» Exercise details: Pull every line that includes the word "Duration" from the data.

» Listed records:
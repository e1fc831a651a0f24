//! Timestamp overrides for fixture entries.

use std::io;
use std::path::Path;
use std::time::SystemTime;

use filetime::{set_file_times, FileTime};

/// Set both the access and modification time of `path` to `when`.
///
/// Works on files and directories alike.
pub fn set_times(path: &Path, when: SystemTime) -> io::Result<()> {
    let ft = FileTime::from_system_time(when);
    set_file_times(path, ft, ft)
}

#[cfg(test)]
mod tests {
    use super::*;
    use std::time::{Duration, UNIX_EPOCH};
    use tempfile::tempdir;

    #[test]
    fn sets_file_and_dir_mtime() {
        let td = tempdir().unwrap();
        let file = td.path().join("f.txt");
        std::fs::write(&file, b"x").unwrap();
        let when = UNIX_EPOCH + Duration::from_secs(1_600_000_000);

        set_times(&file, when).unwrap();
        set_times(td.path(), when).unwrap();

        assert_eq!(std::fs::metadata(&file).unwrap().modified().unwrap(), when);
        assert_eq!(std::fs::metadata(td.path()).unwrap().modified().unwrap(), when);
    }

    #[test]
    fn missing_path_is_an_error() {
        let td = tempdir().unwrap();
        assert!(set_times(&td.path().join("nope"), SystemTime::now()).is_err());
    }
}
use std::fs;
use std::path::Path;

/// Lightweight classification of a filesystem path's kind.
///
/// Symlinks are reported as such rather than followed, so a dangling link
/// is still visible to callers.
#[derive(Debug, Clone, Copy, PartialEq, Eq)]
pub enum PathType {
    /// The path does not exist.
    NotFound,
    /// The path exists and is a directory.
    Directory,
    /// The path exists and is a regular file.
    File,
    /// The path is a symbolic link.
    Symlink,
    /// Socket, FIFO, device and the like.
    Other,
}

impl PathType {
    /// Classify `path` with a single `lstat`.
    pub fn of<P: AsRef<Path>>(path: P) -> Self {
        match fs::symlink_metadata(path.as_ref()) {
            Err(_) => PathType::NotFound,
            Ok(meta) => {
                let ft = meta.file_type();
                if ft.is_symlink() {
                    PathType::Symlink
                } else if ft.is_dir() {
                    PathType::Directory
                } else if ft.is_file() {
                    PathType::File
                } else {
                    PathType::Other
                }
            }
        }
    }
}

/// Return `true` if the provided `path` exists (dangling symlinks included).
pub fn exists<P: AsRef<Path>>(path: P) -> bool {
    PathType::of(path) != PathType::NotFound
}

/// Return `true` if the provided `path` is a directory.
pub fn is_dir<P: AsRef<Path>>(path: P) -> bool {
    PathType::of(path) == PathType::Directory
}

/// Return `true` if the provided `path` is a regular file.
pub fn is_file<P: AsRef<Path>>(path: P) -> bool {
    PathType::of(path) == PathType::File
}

» Solution for this exercise:
    use std::time::{Duration, UNIX_EPOCH};
        let when = UNIX_EPOCH + Duration::from_secs(1_600_000_000);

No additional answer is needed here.